(Data under study Opens)

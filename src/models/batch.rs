//! Batch model - a cohort of students sharing a schedule and a VM lab

use chrono::{DateTime, NaiveDate, Utc};
use serde::{Deserialize, Serialize};

use super::{Student, VmConfig};
use crate::{Error, Result};

#[derive(Debug, Clone, Copy, PartialEq, Eq, Default, Serialize, Deserialize)]
#[serde(rename_all = "lowercase")]
pub enum Medium {
    #[default]
    Online,
    Offline,
    Hybrid,
}

impl std::fmt::Display for Medium {
    fn fmt(&self, f: &mut std::fmt::Formatter<'_>) -> std::fmt::Result {
        match self {
            Medium::Online => write!(f, "online"),
            Medium::Offline => write!(f, "offline"),
            Medium::Hybrid => write!(f, "hybrid"),
        }
    }
}

impl std::str::FromStr for Medium {
    type Err = Error;

    fn from_str(s: &str) -> Result<Self> {
        match s.to_ascii_lowercase().as_str() {
            "online" => Ok(Medium::Online),
            "offline" => Ok(Medium::Offline),
            "hybrid" => Ok(Medium::Hybrid),
            other => Err(Error::Validation(format!("unknown medium: {}", other))),
        }
    }
}

#[derive(Debug, Clone, Copy, PartialEq, Eq, Default, Serialize, Deserialize)]
#[serde(rename_all = "snake_case")]
pub enum BatchStatus {
    #[default]
    Draft,
    AwaitingApproval,
    Active,
}

impl std::fmt::Display for BatchStatus {
    fn fmt(&self, f: &mut std::fmt::Formatter<'_>) -> std::fmt::Result {
        match self {
            BatchStatus::Draft => write!(f, "Draft"),
            BatchStatus::AwaitingApproval => write!(f, "AwaitingApproval"),
            BatchStatus::Active => write!(f, "Active"),
        }
    }
}

/// Course dates. Evaluation may run past the end date.
#[derive(Debug, Clone, Copy, PartialEq, Eq, Serialize, Deserialize)]
pub struct BatchSchedule {
    pub start_date: NaiveDate,
    pub end_date: NaiveDate,
    pub evaluation_end_date: Option<NaiveDate>,
}

impl BatchSchedule {
    pub fn new(start_date: NaiveDate, end_date: NaiveDate) -> Self {
        Self {
            start_date,
            end_date,
            evaluation_end_date: None,
        }
    }

    pub fn with_evaluation_end(mut self, date: NaiveDate) -> Self {
        self.evaluation_end_date = Some(date);
        self
    }

    pub fn validate(&self) -> Result<()> {
        if self.start_date > self.end_date {
            return Err(Error::Validation(format!(
                "start date {} is after end date {}",
                self.start_date, self.end_date
            )));
        }
        if let Some(eval_end) = self.evaluation_end_date {
            if self.end_date > eval_end {
                return Err(Error::Validation(format!(
                    "evaluation end {} is before end date {}",
                    eval_end, self.end_date
                )));
            }
        }
        Ok(())
    }
}

#[derive(Debug, Clone, Copy, PartialEq, Eq, Default, Serialize, Deserialize)]
#[serde(default)]
pub struct BatchSettings {
    pub self_enrollment: bool,
    pub certificates: bool,
    pub attendance_tracking: bool,
    pub vm_access_outside_schedule: bool,
}

/// A training batch
#[derive(Debug, Clone, PartialEq, Serialize, Deserialize)]
pub struct Batch {
    pub id: String,
    pub name: String,
    pub description: Option<String>,
    pub schedule: BatchSchedule,
    pub seat_count: u32,
    pub medium: Medium,
    pub settings: BatchSettings,
    pub students: Vec<Student>,
    pub vm_config: Option<VmConfig>,
    pub course_id: Option<String>,
    pub status: BatchStatus,
    pub created_at: DateTime<Utc>,
    pub updated_at: DateTime<Utc>,
}

impl Batch {
    pub fn new(draft: NewBatch) -> Result<Self> {
        let now = Utc::now();
        let batch = Self {
            id: format!("batch-{}", uuid::Uuid::new_v4()),
            name: draft.name.trim().to_string(),
            description: draft.description,
            schedule: draft.schedule,
            seat_count: draft.seat_count,
            medium: draft.medium,
            settings: draft.settings,
            students: Vec::new(),
            vm_config: None,
            course_id: draft.course_id,
            status: BatchStatus::Draft,
            created_at: now,
            updated_at: now,
        };
        batch.validate()?;
        Ok(batch)
    }

    /// Check every record-level invariant, including owned students and VM config.
    pub fn validate(&self) -> Result<()> {
        if self.name.is_empty() {
            return Err(Error::Validation("batch name is required".into()));
        }
        if self.seat_count < 1 {
            return Err(Error::Validation("seat count must be at least 1".into()));
        }
        self.schedule.validate()?;
        if self.students.len() > self.seat_count as usize {
            return Err(Error::Validation(format!(
                "batch has {} seats but {} students",
                self.seat_count,
                self.students.len()
            )));
        }
        for student in &self.students {
            student.validate()?;
        }
        if let Some(config) = &self.vm_config {
            config.validate()?;
        }
        Ok(())
    }

    pub fn student(&self, student_id: &str) -> Option<&Student> {
        self.students.iter().find(|s| s.id == student_id)
    }

    pub fn has_students(&self) -> bool {
        !self.students.is_empty()
    }

    pub fn has_course(&self) -> bool {
        self.course_id.as_deref().is_some_and(|c| !c.is_empty())
    }

    pub fn vm_config(&self) -> Result<&VmConfig> {
        self.vm_config
            .as_ref()
            .ok_or_else(|| Error::VmConfigMissing(self.id.clone()))
    }

    pub fn vm_config_mut(&mut self) -> Result<&mut VmConfig> {
        let id = self.id.clone();
        self.vm_config.as_mut().ok_or(Error::VmConfigMissing(id))
    }

    /// Both approval gates are `approved`.
    pub fn is_activatable(&self) -> bool {
        self.vm_config
            .as_ref()
            .is_some_and(|c| c.approval.is_approved())
    }

    pub fn apply(&mut self, patch: BatchPatch) {
        if let Some(name) = patch.name {
            self.name = name.trim().to_string();
        }
        if let Some(description) = patch.description {
            self.description = description;
        }
        if let Some(schedule) = patch.schedule {
            self.schedule = schedule;
        }
        if let Some(seats) = patch.seat_count {
            self.seat_count = seats;
        }
        if let Some(medium) = patch.medium {
            self.medium = medium;
        }
        if let Some(settings) = patch.settings {
            self.settings = settings;
        }
        if let Some(course_id) = patch.course_id {
            self.course_id = course_id;
        }
    }
}

/// Input for creating a batch
#[derive(Debug, Clone, Serialize, Deserialize)]
pub struct NewBatch {
    pub name: String,
    pub description: Option<String>,
    pub schedule: BatchSchedule,
    pub seat_count: u32,
    pub medium: Medium,
    pub settings: BatchSettings,
    pub course_id: Option<String>,
}

impl NewBatch {
    pub fn new(name: impl Into<String>, schedule: BatchSchedule) -> Self {
        Self {
            name: name.into(),
            description: None,
            schedule,
            seat_count: 30,
            medium: Medium::Online,
            settings: BatchSettings::default(),
            course_id: None,
        }
    }

    pub fn description(mut self, desc: impl Into<String>) -> Self {
        self.description = Some(desc.into());
        self
    }

    pub fn seats(mut self, seats: u32) -> Self {
        self.seat_count = seats;
        self
    }

    pub fn medium(mut self, medium: Medium) -> Self {
        self.medium = medium;
        self
    }

    pub fn settings(mut self, settings: BatchSettings) -> Self {
        self.settings = settings;
        self
    }

    pub fn course(mut self, course_id: impl Into<String>) -> Self {
        self.course_id = Some(course_id.into());
        self
    }
}

/// Partial update for batch details
#[derive(Debug, Clone, Default, Serialize, Deserialize)]
pub struct BatchPatch {
    pub name: Option<String>,
    pub description: Option<Option<String>>,
    pub schedule: Option<BatchSchedule>,
    pub seat_count: Option<u32>,
    pub medium: Option<Medium>,
    pub settings: Option<BatchSettings>,
    pub course_id: Option<Option<String>>,
}

impl BatchPatch {
    pub fn course(mut self, course_id: impl Into<String>) -> Self {
        self.course_id = Some(Some(course_id.into()));
        self
    }

    pub fn schedule(mut self, schedule: BatchSchedule) -> Self {
        self.schedule = Some(schedule);
        self
    }
}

(Data under study Closes)

* Work instructions
Look for the string "enum" in the entries above. Copy every line that has it.

* Result of this task
pub enum Medium {
pub enum BatchStatus {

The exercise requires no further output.